:: Material shown

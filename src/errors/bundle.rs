// Copyright (c) 2025 Steve Wagner (ciroque@live.com)
// SPDX-License-Identifier: MIT

//! Errors for bundle loading.

use std::path::PathBuf;
use thiserror::Error;

use super::GraphValidationError;

#[derive(Debug, Error)]
pub enum BundleLoadError {
    #[error("Bundle not found: '{}'", path.display())]
    NotFound { path: PathBuf },

    #[error("Malformed manifest in '{}': {reason}", path.display())]
    MalformedManifest { path: PathBuf, reason: String },

    #[error("Unresolved resource '{resource}': {reason}")]
    UnresolvedResource { resource: String, reason: String },

    #[error("Unsupported bundle format version {found} (supported: {supported})")]
    UnsupportedVersion { found: u32, supported: u32 },

    #[error("Failed to read bundle '{}': {source}", path.display())]
    Io {
        path: PathBuf,
        #[source]
        source: std::io::Error,
    },

    #[error("Failed to open bundle archive '{}': {reason}", path.display())]
    Archive { path: PathBuf, reason: String },

    #[error(transparent)]
    Graph(#[from] GraphValidationError),
}
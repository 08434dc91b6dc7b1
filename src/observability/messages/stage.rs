// Copyright (c) 2025 Steve Wagner (ciroque@live.com)
// SPDX-License-Identifier: MIT

//! Message types for stage registration, instantiation and execution.

use crate::observability::messages::StructuredLog;
use std::fmt::{Display, Formatter};
use tracing::Span;

/// A stage factory was registered. `replaced` is set when an earlier factory
/// for the same type id was overwritten.
pub struct StageTypeRegistered<'a> {
    pub type_id: &'a str,
    pub replaced: bool,
}

impl Display for StageTypeRegistered<'_> {
    fn fmt(&self, f: &mut Formatter) -> std::fmt::Result {
        if self.replaced {
            write!(f, "Stage type '{}' re-registered, previous factory replaced", self.type_id)
        } else {
            write!(f, "Stage type '{}' registered", self.type_id)
        }
    }
}

impl StructuredLog for StageTypeRegistered<'_> {
    fn log(&self) {
        if self.replaced {
            tracing::warn!(type_id = self.type_id, replaced = true, "{}", self);
        } else {
            tracing::trace!(type_id = self.type_id, replaced = false, "{}", self);
        }
    }

    fn span(&self, name: &str) -> Span {
        tracing::trace_span!("stage_registered", span_name = name, type_id = self.type_id)
    }
}

/// Stage instance created and configured.
///
/// # Log Level
/// `debug!`
pub struct StageInstantiated<'a> {
    pub stage: &'a str,
    pub type_id: &'a str,
}

impl Display for StageInstantiated<'_> {
    fn fmt(&self, f: &mut Formatter) -> std::fmt::Result {
        write!(f, "Stage '{}' instantiated as '{}'", self.stage, self.type_id)
    }
}

impl StructuredLog for StageInstantiated<'_> {
    fn log(&self) {
        tracing::debug!(stage = self.stage, type_id = self.type_id, "{}", self);
    }

    fn span(&self, name: &str) -> Span {
        tracing::debug_span!(
            "stage_instantiated",
            span_name = name,
            stage = self.stage,
            type_id = self.type_id,
        )
    }
}

/// Stage execution completed successfully.
///
/// # Log Level
/// `trace!` - One per stage per pass
///
/// # Example
/// ```
/// use stagecraft::observability::messages::stage::StageExecutionCompleted;
/// use std::time::Duration;
///
/// let msg = StageExecutionCompleted {
///     stage: "upper",
///     input_count: 1,
///     duration: Duration::from_micros(40),
/// };
///
/// tracing::trace!("{}", msg);
/// ```
pub struct StageExecutionCompleted<'a> {
    pub stage: &'a str,
    pub input_count: usize,
    pub duration: std::time::Duration,
}

impl Display for StageExecutionCompleted<'_> {
    fn fmt(&self, f: &mut Formatter) -> std::fmt::Result {
        write!(
            f,
            "Stage '{}' completed: inputs={}, duration={:?}",
            self.stage, self.input_count, self.duration
        )
    }
}

impl StructuredLog for StageExecutionCompleted<'_> {
    fn log(&self) {
        tracing::trace!(
            stage = self.stage,
            input_count = self.input_count,
            duration_us = self.duration.as_micros() as u64,
            "{}", self
        );
    }

    fn span(&self, name: &str) -> Span {
        tracing::trace_span!("stage_execution", span_name = name, stage = self.stage)
    }
}

/// Stage execution failed.
///
/// # Log Level
/// `error!` - Failure requiring attention
pub struct StageExecutionFailed<'a> {
    pub stage: &'a str,
    pub error: &'a dyn std::error::Error,
}

impl Display for StageExecutionFailed<'_> {
    fn fmt(&self, f: &mut Formatter) -> std::fmt::Result {
        write!(f, "Stage '{}' execution failed: {}", self.stage, self.error)
    }
}

impl StructuredLog for StageExecutionFailed<'_> {
    fn log(&self) {
        tracing::error!(stage = self.stage, error = %self.error, "{}", self);
    }

    fn span(&self, name: &str) -> Span {
        tracing::error_span!("stage_failed", span_name = name, stage = self.stage)
    }
}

::::

= What you will do =
Retype every line of the listing, word for word, from its opening line to the line that holds "use tracing::Span;", and include that last line too.

= Result =
filename src/errors/bundle.rs
// Copyright (c) 2025 Steve Wagner (ciroque@live.com)
// SPDX-License-Identifier: MIT

//! Errors for bundle loading.

use std::path::PathBuf;
use thiserror::Error;

use super::GraphValidationError;

#[derive(Debug, Error)]
pub enum BundleLoadError {
    #[error("Bundle not found: '{}'", path.display())]
    NotFound { path: PathBuf },

    #[error("Malformed manifest in '{}': {reason}", path.display())]
    MalformedManifest { path: PathBuf, reason: String },

    #[error("Unresolved resource '{resource}': {reason}")]
    UnresolvedResource { resource: String, reason: String },

    #[error("Unsupported bundle format version {found} (supported: {supported})")]
    UnsupportedVersion { found: u32, supported: u32 },

    #[error("Failed to read bundle '{}': {source}", path.display())]
    Io {
        path: PathBuf,
        #[source]
        source: std::io::Error,
    },

    #[error("Failed to open bundle archive '{}': {reason}", path.display())]
    Archive { path: PathBuf, reason: String },

    #[error(transparent)]
    Graph(#[from] GraphValidationError),
}
repository 08434dc91b6dc7b1
filename src/observability/messages/stage.rs
// Copyright (c) 2025 Steve Wagner (ciroque@live.com)
// SPDX-License-Identifier: MIT

//! Message types for stage registration, instantiation and execution.

use crate::observability::messages::StructuredLog;
use std::fmt::{Display, Formatter};
use tracing::Span;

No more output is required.